**What to work on**
Everything from the first line of the material below through the line containing "use super::api::LocalMovieApi;" must be retyped exactly, and nothing past it.

**Given information**
=== Section Start ===

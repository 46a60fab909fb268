//! `OmdbClient` - OMDB API client implementation.

use anyhow::{Context, Result, bail};
use reqwest::Client;
use tracing::instrument;
use url::Url;

use super::api::LocalMovieApi;
use super::error::{DEFAULT_NO_RESULTS_MESSAGE, MovieApiError};
use super::types::{ApiStatus, MovieDetail, MovieSummary, SearchPage};

/// Default base URL for the OMDB API.
const DEFAULT_BASE_URL: &str = "http://www.omdbapi.com/";

/// Placeholder shipped in sample configuration files.
const PLACEHOLDER_API_KEY: &str = "your_api_key_here";

/// OMDB API client.
#[derive(Debug)]
#[allow(clippy::module_name_repetitions)]
pub struct OmdbClient {
    /// HTTP client.
    http_client: Client,
    /// Endpoint URL; every request is a GET with query parameters.
    base_url: Url,
    /// OMDB API key sent as `apikey`.
    api_key: String,
}

/// Builder for `OmdbClient`.
#[derive(Debug)]
#[allow(clippy::module_name_repetitions)]
pub struct OmdbClientBuilder {
    base_url: Option<Url>,
    api_key: Option<String>,
    user_agent: Option<String>,
}

impl OmdbClientBuilder {
    /// Creates a new builder.
    const fn new() -> Self {
        Self {
            base_url: None,
            api_key: None,
            user_agent: None,
        }
    }

    /// Overrides the base URL (for wiremock in tests).
    #[must_use]
    pub fn base_url(mut self, url: Url) -> Self {
        self.base_url = Some(url);
        self
    }

    /// Sets the API key (required).
    #[must_use]
    pub fn api_key(mut self, key: impl Into<String>) -> Self {
        self.api_key = Some(key.into());
        self
    }

    /// Sets the User-Agent (required).
    #[must_use]
    pub fn user_agent(mut self, ua: impl Into<String>) -> Self {
        self.user_agent = Some(ua.into());
        self
    }

    /// Builds the client.
    ///
    /// # Errors
    ///
    /// - `api_key` is not set, blank, or still the sample placeholder.
    /// - `user_agent` is not set.
    /// - `reqwest::Client` build fails.
    pub fn build(self) -> Result<OmdbClient> {
        let api_key = self.api_key.context("api_key is required")?;
        let api_key = api_key.trim().to_owned();
        if api_key.is_empty() || api_key == PLACEHOLDER_API_KEY {
            bail!("api_key is not configured");
        }
        let user_agent = self.user_agent.context("user_agent is required")?;

        let base_url = if let Some(url) = self.base_url {
            url
        } else {
            let result = Url::parse(DEFAULT_BASE_URL);
            result.context("invalid default base URL")?
        };

        let http_client = Client::builder()
            .user_agent(&user_agent)
            .gzip(true)
            .build()
            .context("failed to build HTTP client")?;

        Ok(OmdbClient {
            http_client,
            base_url,
            api_key,
        })
    }
}

impl OmdbClient {
    /// Creates a new builder.
    #[must_use]
    pub const fn builder() -> OmdbClientBuilder {
        OmdbClientBuilder::new()
    }

    /// Sends a GET request with the API key and the given query parameters.
    ///
    /// The `Response` field decides success regardless of the HTTP status.
    #[instrument(skip_all)]
    async fn get_json<T: serde::de::DeserializeOwned>(
        &self,
        query: &[(&str, &str)],
    ) -> Result<T, MovieApiError> {
        let mut params: Vec<(&str, &str)> = vec![("apikey", self.api_key.as_str())];
        params.extend_from_slice(query);

        let request = self
            .http_client
            .get(self.base_url.clone())
            .query(&params)
            .build()
            .map_err(|e| MovieApiError::Network(format!("failed to build request: {e}")))?;

        tracing::debug!(url = %redact_api_key(request.url()), "OMDB API request");

        let response = self
            .http_client
            .execute(request)
            .await
            .map_err(|e| MovieApiError::Network(format!("request failed: {e}")))?;

        let status = response.status();
        let body = response
            .text()
            .await
            .map_err(|e| MovieApiError::Network(format!("failed to read response body: {e}")))?;

        if !status.is_success() {
            tracing::warn!(%status, "OMDB API returned non-success HTTP status");
        }

        let envelope: ApiStatus = serde_json::from_str(&body).map_err(|e| {
            MovieApiError::Network(format!("failed to decode JSON response (HTTP {status}): {e}"))
        })?;
        if !envelope.is_success() {
            let message = envelope
                .error
                .unwrap_or_else(|| String::from(DEFAULT_NO_RESULTS_MESSAGE));
            return Err(MovieApiError::NoResults(message));
        }

        serde_json::from_str(&body)
            .map_err(|e| MovieApiError::Network(format!("failed to decode JSON response: {e}")))
    }
}

impl LocalMovieApi for OmdbClient {
    #[instrument(skip_all)]
    async fn search(&self, term: &str) -> Result<Vec<MovieSummary>, MovieApiError> {
        let term = term.trim();
        if term.is_empty() {
            return Err(MovieApiError::EmptyQuery);
        }

        let page: SearchPage = self.get_json(&[("s", term)]).await?;
        tracing::debug!(
            returned = page.search.len(),
            total = page.total_results.as_deref().unwrap_or("-"),
            "OMDB search completed"
        );
        Ok(page.search)
    }

    #[instrument(skip_all)]
    async fn movie_details(&self, imdb_id: &str) -> Result<MovieDetail, MovieApiError> {
        let imdb_id = imdb_id.trim();
        if imdb_id.is_empty() {
            return Err(MovieApiError::EmptyId);
        }

        self.get_json(&[("i", imdb_id)]).await
    }
}

/// Returns a copy of `url` with the `apikey` query value masked for logging.
fn redact_api_key(url: &Url) -> Url {
    let pairs: Vec<(String, String)> = url
        .query_pairs()
        .map(|(k, v)| {
            let v = if k == "apikey" {
                String::from("***")
            } else {
                v.into_owned()
            };
            (k.into_owned(), v)
        })
        .collect();

    let mut redacted = url.clone();
    redacted.query_pairs_mut().clear().extend_pairs(pairs);
    redacted
}
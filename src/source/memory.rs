//! In-memory data source
//!
//! Keeps a topic table and a schema registry in process. Messages pushed onto
//! a topic fan out to every open feed of that topic; published messages loop
//! back the same way and the most recent ones are recorded.

use async_trait::async_trait;
use std::collections::{HashMap, VecDeque};
use std::sync::atomic::{AtomicBool, AtomicU64, AtomicUsize, Ordering};
use std::sync::{Arc, RwLock};
use std::time::Duration;
use tokio::sync::{mpsc, Mutex};

use super::{DataSource, Feed, FeedId, FeedItem, SourceError, TopicCatalog};
use crate::codec::{normalize_type_id, Message, Schema, SchemaRegistry, SchemaResolver};

const DEFAULT_FEED_CAPACITY: usize = 64;

/// Published messages kept for inspection; older ones are dropped
pub const PUBLISHED_HISTORY: usize = 256;

/// A message handed to [`MemorySource::publish`]
#[derive(Debug, Clone)]
pub struct PublishedMessage {
    pub topic: String,
    pub type_id: String,
    pub message: Message,
}

struct FeedEntry {
    topic: String,
    sender: mpsc::Sender<FeedItem>,
}

/// Data source living entirely in process
pub struct MemorySource {
    name: String,
    topics: Mutex<TopicCatalog>,
    schemas: RwLock<SchemaRegistry>,
    feeds: Mutex<HashMap<FeedId, FeedEntry>>,
    advertised: Mutex<HashMap<String, String>>,
    published: Mutex<VecDeque<PublishedMessage>>,
    next_feed_id: AtomicU64,
    feed_capacity: usize,
    unavailable: AtomicBool,
    subscribe_calls: AtomicUsize,
}

impl MemorySource {
    pub fn new(name: impl Into<String>, schemas: SchemaRegistry) -> Self {
        Self::with_capacity(name, schemas, DEFAULT_FEED_CAPACITY)
    }

    pub fn with_capacity(
        name: impl Into<String>,
        schemas: SchemaRegistry,
        feed_capacity: usize,
    ) -> Self {
        Self {
            name: name.into(),
            topics: Mutex::new(TopicCatalog::new()),
            schemas: RwLock::new(schemas),
            feeds: Mutex::new(HashMap::new()),
            advertised: Mutex::new(HashMap::new()),
            published: Mutex::new(VecDeque::new()),
            next_feed_id: AtomicU64::new(1),
            feed_capacity: feed_capacity.max(1),
            unavailable: AtomicBool::new(false),
            subscribe_calls: AtomicUsize::new(0),
        }
    }

    /// Add or retype a topic in the catalog
    pub async fn add_topic(&self, topic: impl Into<String>, type_id: &str) {
        self.topics
            .lock()
            .await
            .insert(topic.into(), normalize_type_id(type_id));
    }

    pub async fn remove_topic(&self, topic: &str) {
        self.topics.lock().await.remove(topic);
    }

    /// Register an additional schema
    pub fn register_schema(&self, schema: Schema) -> Result<(), SourceError> {
        let mut schemas = self
            .schemas
            .write()
            .map_err(|e| SourceError::Lock(e.to_string()))?;
        schemas.register(schema);
        Ok(())
    }

    /// Simulate an outage: every adapter call fails while set
    pub fn set_unavailable(&self, unavailable: bool) {
        self.unavailable.store(unavailable, Ordering::SeqCst);
    }

    /// Deliver a message to every open feed on the topic
    ///
    /// Returns the number of feeds that accepted it. Full feeds drop the
    /// message; this source is latest-wins, not a queue.
    pub async fn push(&self, topic: &str, message: Message) -> usize {
        let feeds = self.feeds.lock().await;
        let mut delivered = 0;
        for entry in feeds.values().filter(|e| e.topic == topic) {
            match entry.sender.try_send(FeedItem::new(message.clone())) {
                Ok(()) => delivered += 1,
                Err(mpsc::error::TrySendError::Full(_)) => {
                    tracing::trace!(topic = %topic, "Feed full, dropping message");
                }
                Err(mpsc::error::TrySendError::Closed(_)) => {}
            }
        }
        delivered
    }

    /// Number of open feeds on a topic
    pub async fn feed_count(&self, topic: &str) -> usize {
        self.feeds
            .lock()
            .await
            .values()
            .filter(|e| e.topic == topic)
            .count()
    }

    /// Total number of successful subscribe calls so far
    pub fn subscribe_calls(&self) -> usize {
        self.subscribe_calls.load(Ordering::SeqCst)
    }

    /// The most recent published messages, oldest first
    pub async fn published(&self) -> Vec<PublishedMessage> {
        self.published.lock().await.iter().cloned().collect()
    }

    pub async fn advertised(&self) -> HashMap<String, String> {
        self.advertised.lock().await.clone()
    }

    fn check_available(&self) -> Result<(), SourceError> {
        if self.unavailable.load(Ordering::SeqCst) {
            return Err(SourceError::Unavailable(self.name.clone()));
        }
        Ok(())
    }
}

impl SchemaResolver for MemorySource {
    fn resolve(&self, type_id: &str) -> Option<Arc<Schema>> {
        self.schemas.read().ok()?.resolve(type_id)
    }
}

#[async_trait]
impl DataSource for MemorySource {
    fn name(&self) -> &str {
        &self.name
    }

    async fn list_topics(&self) -> Result<TopicCatalog, SourceError> {
        self.check_available()?;
        Ok(self.topics.lock().await.clone())
    }

    async fn subscribe(
        &self,
        topic: &str,
        _type_id: &str,
        min_interval: Duration,
    ) -> Result<Feed, SourceError> {
        self.check_available()?;
        if !self.topics.lock().await.contains_key(topic) {
            return Err(SourceError::TopicNotFound(topic.to_string()));
        }

        let id = FeedId(self.next_feed_id.fetch_add(1, Ordering::SeqCst));
        let (sender, items) = mpsc::channel(self.feed_capacity);
        self.feeds.lock().await.insert(
            id,
            FeedEntry {
                topic: topic.to_string(),
                sender,
            },
        );
        self.subscribe_calls.fetch_add(1, Ordering::SeqCst);

        tracing::debug!(
            source = %self.name,
            topic = %topic,
            feed_id = id.0,
            min_interval_ms = min_interval.as_secs_f64() * 1000.0,
            "Feed opened"
        );
        Ok(Feed { id, items })
    }

    async fn unsubscribe(&self, id: FeedId) -> Result<(), SourceError> {
        if let Some(entry) = self.feeds.lock().await.remove(&id) {
            tracing::debug!(source = %self.name, topic = %entry.topic, feed_id = id.0, "Feed closed");
        }
        Ok(())
    }

    async fn advertise(&self, topic: &str, type_id: &str) -> Result<(), SourceError> {
        self.check_available()?;
        let type_id = normalize_type_id(type_id);
        {
            let topics = self.topics.lock().await;
            if let Some(existing) = topics.get(topic) {
                if *existing != type_id {
                    return Err(SourceError::TypeMismatch {
                        topic: topic.to_string(),
                        advertised: existing.clone(),
                        requested: type_id,
                    });
                }
            }
        }
        self.advertised
            .lock()
            .await
            .insert(topic.to_string(), type_id.clone());
        self.topics
            .lock()
            .await
            .entry(topic.to_string())
            .or_insert(type_id);
        Ok(())
    }

    async fn publish(
        &self,
        topic: &str,
        type_id: &str,
        message: Message,
    ) -> Result<(), SourceError> {
        self.check_available()?;
        if !self.advertised.lock().await.contains_key(topic) {
            return Err(SourceError::TopicNotFound(topic.to_string()));
        }
        {
            let mut published = self.published.lock().await;
            if published.len() >= PUBLISHED_HISTORY {
                published.pop_front();
            }
            published.push_back(PublishedMessage {
                topic: topic.to_string(),
                type_id: normalize_type_id(type_id),
                message: message.clone(),
            });
        }
        self.push(topic, message).await;
        Ok(())
    }
}

#[cfg(test)]
mod tests {
    use super::*;
    use crate::codec::FieldValue;

    fn source() -> MemorySource {
        MemorySource::new("test", SchemaRegistry::with_common_types())
    }

    #[tokio::test]
    async fn test_list_topics() {
        let source = source();
        source.add_topic("/chatter", "std_msgs/String").await;

        let topics = source.list_topics().await.unwrap();
        assert_eq!(topics.get("/chatter").map(String::as_str), Some("std_msgs/msg/String"));
    }

    #[tokio::test]
    async fn test_subscribe_and_push() {
        let source = source();
        source.add_topic("/chatter", "std_msgs/msg/String").await;

        let mut feed = source
            .subscribe("/chatter", "std_msgs/msg/String", Duration::from_millis(10))
            .await
            .unwrap();
        let msg = Message::new("std_msgs/msg/String").with("data", "hi");
        assert_eq!(source.push("/chatter", msg.clone()).await, 1);
        assert_eq!(source.push("/other", msg.clone()).await, 0);

        let item = feed.items.recv().await.unwrap();
        assert_eq!(item.message, msg);

        source.unsubscribe(feed.id).await.unwrap();
        assert_eq!(source.feed_count("/chatter").await, 0);
        assert!(feed.items.recv().await.is_none());
    }

    #[tokio::test]
    async fn test_subscribe_unknown_topic() {
        let source = source();
        let result = source
            .subscribe("/missing", "std_msgs/msg/String", Duration::ZERO)
            .await;
        assert!(matches!(result, Err(SourceError::TopicNotFound(_))));
    }

    #[tokio::test]
    async fn test_full_feed_drops() {
        let source = MemorySource::with_capacity("test", SchemaRegistry::with_common_types(), 1);
        source.add_topic("/chatter", "std_msgs/msg/String").await;
        let _feed = source
            .subscribe("/chatter", "std_msgs/msg/String", Duration::ZERO)
            .await
            .unwrap();

        let msg = Message::new("std_msgs/msg/String");
        assert_eq!(source.push("/chatter", msg.clone()).await, 1);
        assert_eq!(source.push("/chatter", msg).await, 0);
    }

    #[tokio::test]
    async fn test_publish_requires_advertise() {
        let source = source();
        let msg = Message::new("std_msgs/msg/String").with("data", "x");

        let result = source.publish("/cmd", "std_msgs/msg/String", msg.clone()).await;
        assert!(matches!(result, Err(SourceError::TopicNotFound(_))));

        source.advertise("/cmd", "std_msgs/String").await.unwrap();
        source.publish("/cmd", "std_msgs/msg/String", msg).await.unwrap();
        assert_eq!(source.published().await.len(), 1);
        assert!(source.list_topics().await.unwrap().contains_key("/cmd"));
    }

    #[tokio::test]
    async fn test_published_history_is_bounded() {
        let source = source();
        source.advertise("/cmd", "std_msgs/msg/Int32").await.unwrap();
        for i in 0..(PUBLISHED_HISTORY as i64 + 10) {
            let msg = Message::new("std_msgs/msg/Int32").with("data", i);
            source.publish("/cmd", "std_msgs/msg/Int32", msg).await.unwrap();
        }

        let published = source.published().await;
        assert_eq!(published.len(), PUBLISHED_HISTORY);
        assert_eq!(published[0].message.get("data"), Some(&FieldValue::Int(10)));
    }

    #[tokio::test]
    async fn test_advertise_type_mismatch() {
        let source = source();
        source.add_topic("/cmd", "std_msgs/msg/Bool").await;
        let result = source.advertise("/cmd", "std_msgs/msg/String").await;
        assert!(matches!(result, Err(SourceError::TypeMismatch { .. })));
    }

    #[tokio::test]
    async fn test_unavailable() {
        let source = source();
        source.set_unavailable(true);
        assert!(matches!(
            source.list_topics().await,
            Err(SourceError::Unavailable(_))
        ));
        source.set_unavailable(false);
        assert!(source.list_topics().await.is_ok());
    }

    #[test]
    fn test_resolve_schema() {
        let source = source();
        assert!(source.resolve_schema("geometry_msgs/Twist").is_ok());
        assert!(matches!(
            source.resolve_schema("custom/Unknown"),
            Err(SourceError::UnknownType(_))
        ));
    }
}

=== Section End ===

**Solution to this task**
repository 46a60fab909fb268
//! `OmdbClient` - OMDB API client implementation.

use anyhow::{Context, Result, bail};
use reqwest::Client;
use tracing::instrument;
use url::Url;

use super::api::LocalMovieApi;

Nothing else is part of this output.